Mercredi 5 décembre 2007 3 05 /12 /Déc /2007 16:02

Ainsi donc, rien n’aura pu décider M. AESCHLIMANN à jouer la carte de la transparence : ni les mobilisations militantes, ni les pétitions citoyennes, ni les informations documentées de la presse, rien.

Nul doute que bientôt fleuriront dans nos boîtes aux lettres les propagandes en quadrichromie et sur papier glacé de notre maire ventant les mérites de sa bonne gestion, de ses impôts locaux imbattables, de sa sécurité exemplaire, de sa vidéosurveillance efficace…
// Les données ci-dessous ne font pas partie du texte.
use std::fmt;
use std::str::FromStr;

use chrono::{Datelike, Duration, Months, NaiveDate, NaiveDateTime, Timelike};
use serde::{Deserialize, Serialize};

use crate::{AuguryError, Result};

const SECONDS_PER_DAY: f64 = 86_400.0;

/// Convert a ds string to NaiveDateTime.
///
/// Accepts `%Y-%m-%d`, `%Y-%m-%d %H:%M:%S` and the `T`-separated form, each
/// optionally with fractional seconds, plus `%Y-%m-%d %H:%M`.
pub fn parse_ds(ds: &str) -> Option<NaiveDateTime> {
    let ds = ds.trim();
    for fmt in [
        "%Y-%m-%d %H:%M:%S%.f",
        "%Y-%m-%dT%H:%M:%S%.f",
        "%Y-%m-%d %H:%M:%S",
        "%Y-%m-%dT%H:%M:%S",
        "%Y-%m-%d %H:%M",
    ] {
        if let Ok(d) = NaiveDateTime::parse_from_str(ds, fmt) {
            return Some(d);
        }
    }
    NaiveDate::parse_from_str(ds, "%Y-%m-%d")
        .ok()
        .and_then(|d| d.and_hms_opt(0, 0, 0))
}

pub fn parse_required(ds: &str) -> Result<NaiveDateTime> {
    parse_ds(ds).ok_or_else(|| AuguryError::Data(format!("Unable to parse ds value {:?}", ds)))
}

/// Midnight timestamps render as plain dates.
pub fn format_ds(dt: NaiveDateTime) -> String {
    if dt.time().num_seconds_from_midnight() == 0 && dt.nanosecond() == 0 {
        dt.format("%Y-%m-%d").to_string()
    } else {
        dt.format("%Y-%m-%d %H:%M:%S%.f").to_string()
    }
}

pub fn duration_seconds(d: Duration) -> f64 {
    match d.num_microseconds() {
        Some(us) => us as f64 / 1_000_000.0,
        None => d.num_milliseconds() as f64 / 1_000.0,
    }
}

pub fn duration_days(d: Duration) -> f64 {
    duration_seconds(d) / SECONDS_PER_DAY
}

/// Fractional days since the Unix epoch; the Fourier basis is anchored here.
pub fn days_since_epoch(dt: NaiveDateTime) -> f64 {
    dt.and_utc().timestamp_micros() as f64 / 1_000_000.0 / SECONDS_PER_DAY
}

pub fn days(d: f64) -> Duration {
    Duration::microseconds((d * SECONDS_PER_DAY * 1_000_000.0).round() as i64)
}

/// Sampling frequency for generated future timestamps.
#[derive(Debug, Clone, Copy, PartialEq, Eq, Serialize, Deserialize)]
pub enum Frequency {
    /// Fixed interval in seconds ("30S", "900S", ...)
    Seconds(u64),
    Hourly,
    Daily,
    Weekly,
    MonthStart,
    QuarterStart,
    YearStart,
}

impl FromStr for Frequency {
    type Err = AuguryError;

    fn from_str(s: &str) -> Result<Self> {
        match s {
            "H" | "h" => Ok(Frequency::Hourly),
            "D" | "d" => Ok(Frequency::Daily),
            "W" | "w" => Ok(Frequency::Weekly),
            "MS" => Ok(Frequency::MonthStart),
            "QS" => Ok(Frequency::QuarterStart),
            "YS" | "AS" => Ok(Frequency::YearStart),
            _ => {
                let secs = s
                    .strip_suffix('S')
                    .filter(|n| !n.is_empty() && n.bytes().all(|b| b.is_ascii_digit()))
                    .and_then(|n| n.parse::<u64>().ok())
                    .filter(|&n| n > 0);
                secs.map(Frequency::Seconds)
                    .ok_or_else(|| AuguryError::Frequency(format!("Unknown freq: {}", s)))
            }
        }
    }
}

impl fmt::Display for Frequency {
    fn fmt(&self, f: &mut fmt::Formatter<'_>) -> fmt::Result {
        match self {
            Frequency::Seconds(n) => write!(f, "{}S", n),
            Frequency::Hourly => write!(f, "H"),
            Frequency::Daily => write!(f, "D"),
            Frequency::Weekly => write!(f, "W"),
            Frequency::MonthStart => write!(f, "MS"),
            Frequency::QuarterStart => write!(f, "QS"),
            Frequency::YearStart => write!(f, "YS"),
        }
    }
}

fn period_anchor(last: NaiveDateTime, months_per_step: u32) -> Result<NaiveDateTime> {
    let month = match months_per_step {
        1 => last.month(),
        3 => (last.month() - 1) / 3 * 3 + 1,
        _ => 1,
    };
    NaiveDate::from_ymd_opt(last.year(), month, 1)
        .map(|d| d.and_time(last.time()))
        .ok_or_else(|| AuguryError::Frequency(format!("No period start for {}", last)))
}

/// Generate `periods` timestamps strictly after `last`.
///
/// Month, quarter and year frequencies land on the first day of the period
/// (keeping the time of day of `last`), stepping by calendar months.
pub fn future_dates(
    last: NaiveDateTime,
    periods: usize,
    freq: Frequency,
) -> Result<Vec<NaiveDateTime>> {
    let fixed = |step: Duration| -> Vec<NaiveDateTime> {
        (1..=periods as i32).map(|i| last + step * i).collect()
    };
    let calendar = |months: u32| -> Result<Vec<NaiveDateTime>> {
        let anchor = period_anchor(last, months)?;
        (1..=periods as u32)
            .map(|i| {
                anchor.checked_add_months(Months::new(i * months)).ok_or_else(|| {
                    AuguryError::Frequency(format!("Date overflow stepping {} months", i * months))
                })
            })
            .collect()
    };
    match freq {
        Frequency::Seconds(n) => {
            let secs = i64::try_from(n)
                .map_err(|_| AuguryError::Frequency(format!("Interval too large: {}S", n)))?;
            Ok(fixed(Duration::seconds(secs)))
        }
        Frequency::Hourly => Ok(fixed(Duration::hours(1))),
        Frequency::Daily => Ok(fixed(Duration::days(1))),
        Frequency::Weekly => Ok(fixed(Duration::weeks(1))),
        Frequency::MonthStart => calendar(1),
        Frequency::QuarterStart => calendar(3),
        Frequency::YearStart => calendar(12),
    }
}

/// Guess the sampling frequency from timestamp alignment.
///
/// Coarsest match wins: year start, quarter start, month start, a single
/// weekday, whole days, whole hours.
pub fn infer_frequency(times: &[NaiveDateTime]) -> Result<Frequency> {
    if times.is_empty() {
        return Err(AuguryError::Frequency("No timestamps to infer from".to_string()));
    }
    let minute = times.iter().all(|t| t.second() == 0 && t.nanosecond() == 0);
    let hour = minute && times.iter().all(|t| t.minute() == 0);
    let day = hour && times.iter().all(|t| t.hour() == 0);
    let week = day && times.iter().all(|t| t.weekday() == times[0].weekday());
    let month = day && times.iter().all(|t| t.day() == 1);
    let quarter = month && times.iter().all(|t| t.month() % 3 == 1);
    let year = quarter && times.iter().all(|t| t.month() == 1);

    if year {
        Ok(Frequency::YearStart)
    } else if quarter {
        Ok(Frequency::QuarterStart)
    } else if month {
        Ok(Frequency::MonthStart)
    } else if week {
        Ok(Frequency::Weekly)
    } else if day {
        Ok(Frequency::Daily)
    } else if hour {
        Ok(Frequency::Hourly)
    } else {
        Err(AuguryError::Frequency("Unknown frequency".to_string()))
    }
}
Mais si ce que nous dit le maire à longueur d’année est exact, si ce que proclame sa Pravda locale, Asnières Info, est juste, il n’y a pas de doute qu’on les retrouve dans le rapport de la cour des comptes. Y a-t-il publicité plus grande pour un maire que de voir sa gestion ratifiée par la Cour Régionale des Comptes ? Mais nous savons tous, et les articles de presse et autres reportages radio le confirment, que ce qui est dans le rapport risque de contredire gravement le triomphalisme du maire. Nous pouvons être certains que si ce n’était pas le cas, notre édile, si habitué à s’auto congratuler, n’aurait pas raté l’occasion, à quelque mois des élections, de se mettre en valeur. Il ne l’a pas fait. Et pour cause.

Le 13 décembre en notre mairie d’Asnières-sur-Seine se réunira l’ultime conseil municipal de la mandature. Et nous asniérois, dans notre grande majorité, resterons dans l’ignorance de ce qu’a été la gestion de notre ville. La question est de savoir si cette leçon si éloquente de déni de démocratie nous suffira à faire en sorte que ce conseil soit le dernier que préside Aeschlimann.

Oui, notre maire compte être réélu. Son espérance est fondée sur le même cynisme équitablement partagé à droite comme à gauche. Ce cynisme municipal tient en quatre principes :

-          Le citoyen électeur n’élit pas son maire sur un projet ni sur un bilan : l’électeur est un sentimental, pas un cartésien.

-          Le citoyen électeur choisit son maire en fonction de ses intérêts particuliers. Saucissonner la population d’une ville en fonction d’intérêts catégoriels et donner satisfaction à chacune des catégories. L’électeur ne pense pas à l’intérêt général. Le citoyen électeur est un électeur consommateur. Il faut le considérer comme un client et lui donner ce qu’il veut, lui dire ce qu’il veut entendre.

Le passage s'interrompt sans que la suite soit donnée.